Correlation IDs (trace_id / span_id) set on emitted events are preserved in the JSONL export and in the OTLP HTTP encoding delivered to a live sink

Architecture context:

This codebase implements a custom, offline-first OTLP pipeline rather than using the official go.opentelemetry.io/otel SDK. Key points for interpreting this validation:

  • Metrics: implemented with github.com/prometheus/client_golang (not the OTel metrics SDK). Metrics are exposed on 127.0.0.1:19090/metrics.

  • Traces: no OTel TracerProvider or auto-instrumented spans. Correlation IDs (trace_id / span_id) are manually attached to telemetry.Event structs at emit time, then serialized as traceId / spanId in the OTLP log record JSON.
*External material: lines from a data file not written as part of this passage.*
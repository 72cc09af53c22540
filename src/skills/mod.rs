//! Skills: the action and reply bound to each intent
//!
//! Stateless skills are free functions. Skills that touch the outside world
//! live on [`SkillSet`], which owns the injected collaborators.

pub mod calendar;
mod launcher;
mod rates;

pub use launcher::{Launcher, ShellLauncher};
pub use rates::{
    DEFAULT_RATES_URL, ExchangeRateSnapshot, HttpRateFetcher, RateFetcher, RateKind, RateQuote,
    parse_quotes,
};

use std::collections::HashMap;

/// Maps spoken application names to launch commands
pub trait AppRegistry: Send + Sync {
    /// Launch command for `name`, if configured
    fn lookup(&self, name: &str) -> Option<String>;
}

impl AppRegistry for HashMap<String, String> {
    fn lookup(&self, name: &str) -> Option<String> {
        self.get(name).cloned()
    }
}

/// Reply to a greeting
#[must_use]
pub fn greeting() -> String {
    "Hola, ¿en qué puedo ayudarte hoy?".to_string()
}

/// Current local time
#[must_use]
pub fn current_time() -> String {
    calendar::format_time(&chrono::Local::now())
}

/// Current local date
#[must_use]
pub fn current_date() -> String {
    calendar::format_date(&chrono::Local::now())
}

/// Reply to a farewell
#[must_use]
pub fn goodbye() -> String {
    "Hasta luego, ¡que tengas un buen día!".to_string()
}

/// Describe one rate kind or all of them
///
/// With no `which`, every quoted kind is listed in [`RateKind::ALL`] order and
/// unquoted kinds are left out, so an empty snapshot yields an empty string.
#[must_use]
pub fn describe_rates(snapshot: &ExchangeRateSnapshot, which: Option<&str>) -> String {
    if let Some(which) = which {
        return match RateKind::from_label(which).and_then(|kind| snapshot.get(kind)) {
            Some(price) => format!("El dólar {which} está a {price:.2} pesos."),
            None => format!("No reconozco la cotización '{which}'."),
        };
    }

    RateKind::ALL
        .into_iter()
        .filter_map(|kind| {
            snapshot
                .get(kind)
                .map(|price| format!("{}: {price:.2} pesos", kind.label()))
        })
        .collect::<Vec<_>>()
        .join("; ")
}

/// Skills backed by external collaborators
pub struct SkillSet {
    apps: Box<dyn AppRegistry>,
    rates: Box<dyn RateFetcher>,
    launcher: Box<dyn Launcher>,
}

impl SkillSet {
    /// Create a skill set over the given collaborators
    #[must_use]
    pub fn new(
        apps: Box<dyn AppRegistry>,
        rates: Box<dyn RateFetcher>,
        launcher: Box<dyn Launcher>,
    ) -> Self {
        Self {
            apps,
            rates,
            launcher,
        }
    }

    /// Report the dollar exchange rate
    ///
    /// Fetch failures become an apology rather than an error.
    pub async fn currency_rate(&self, which: Option<&str>) -> String {
        match self.rates.fetch_rates().await {
            Ok(snapshot) => describe_rates(&snapshot, which),
            Err(e) => {
                tracing::warn!(error = %e, "exchange rate fetch failed");
                "No pude obtener la cotización del dólar en este momento.".to_string()
            }
        }
    }

    /// Open a configured application
    ///
    /// Returns whether the launch succeeded together with the reply.
    pub fn open_app(&self, name: &str) -> (bool, String) {
        let Some(command) = self.apps.lookup(name).filter(|c| !c.trim().is_empty()) else {
            tracing::info!(name, "application not configured");
            return (false, format!("No tengo configurado cómo abrir '{name}'."));
        };

        match self.launcher.launch(&command) {
            Ok(()) => (true, format!("Abriendo {name}.")),
            Err(e) => {
                tracing::warn!(name, error = %e, "application launch failed");
                (false, format!("Hubo un problema al intentar abrir {name}."))
            }
        }
    }
}

#[cfg(test)]
mod tests {
    use super::*;

    fn snapshot(oficial: Option<f64>, blue: Option<f64>) -> ExchangeRateSnapshot {
        let mut snapshot = ExchangeRateSnapshot::new();
        if let Some(price) = oficial {
            snapshot.insert(RateKind::Oficial, price);
        }
        if let Some(price) = blue {
            snapshot.insert(RateKind::Blue, price);
        }
        snapshot
    }

    #[test]
    fn test_describe_all_rates_in_order() {
        let text = describe_rates(&snapshot(Some(1025.5), Some(1210.0)), None);
        assert_eq!(text, "oficial: 1025.50 pesos; blue: 1210.00 pesos");
    }

    #[test]
    fn test_describe_omits_missing_kinds() {
        assert_eq!(
            describe_rates(&snapshot(None, Some(1300.456)), None),
            "blue: 1300.46 pesos"
        );
        assert_eq!(describe_rates(&snapshot(None, None), None), "");
    }

    #[test]
    fn test_describe_single_rate() {
        let text = describe_rates(&snapshot(Some(1025.0), None), Some("oficial"));
        assert_eq!(text, "El dólar oficial está a 1025.00 pesos.");
    }

    #[test]
    fn test_describe_unknown_or_missing_kind() {
        let rates = snapshot(None, Some(1210.0));
        assert_eq!(
            describe_rates(&rates, Some("oficial")),
            "No reconozco la cotización 'oficial'."
        );
        assert_eq!(
            describe_rates(&rates, Some("tarjeta")),
            "No reconozco la cotización 'tarjeta'."
        );
    }

    #[test]
    fn test_fixed_replies() {
        assert_eq!(greeting(), "Hola, ¿en qué puedo ayudarte hoy?");
        assert_eq!(goodbye(), "Hasta luego, ¡que tengas un buen día!");
    }

    #[test]
    fn test_map_registry_lookup() {
        let mut apps = HashMap::new();
        apps.insert("editor".to_string(), "code".to_string());
        assert_eq!(apps.lookup("editor").as_deref(), Some("code"));
        assert_eq!(AppRegistry::lookup(&apps, "navegador"), None);
    }
}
  • WAL pipeline: adapter/edge components emit events to a local append-only WAL. The telemetry flush CLI command drains the WAL to an OTLP HTTP endpoint. VAL05 uses telemetry_emit_helper (a small lab binary) to pre-populate a test WAL with known events, because no CLI command exists to emit arbitrary adapter-side events in a lab context.


2. Scope

Covered

  • Prometheus /metrics endpoint reachability and HTTP response code

  • Presence of expected control-plane metric family names: cp_http_requests_total, cp_http_request_duration_seconds, cp_rollout_plans_total, cp_events_ingested_total

  • Non-zero observations for cp_http_requests_total, cp_http_request_duration_seconds_count, cp_rollout_plans_total, and cp_events_ingested_total after the slice exercises both the rollout API and a real POST /v1/events ingest

  • WAL durability: events written via telemetry.NewEmitter survive and are readable via telemetry status and telemetry export

  • telemetry export --out JSONL format: mandatory fields present in output

  • telemetry flush delivery to a live OTLP HTTP sink (autonomy telemetry sink)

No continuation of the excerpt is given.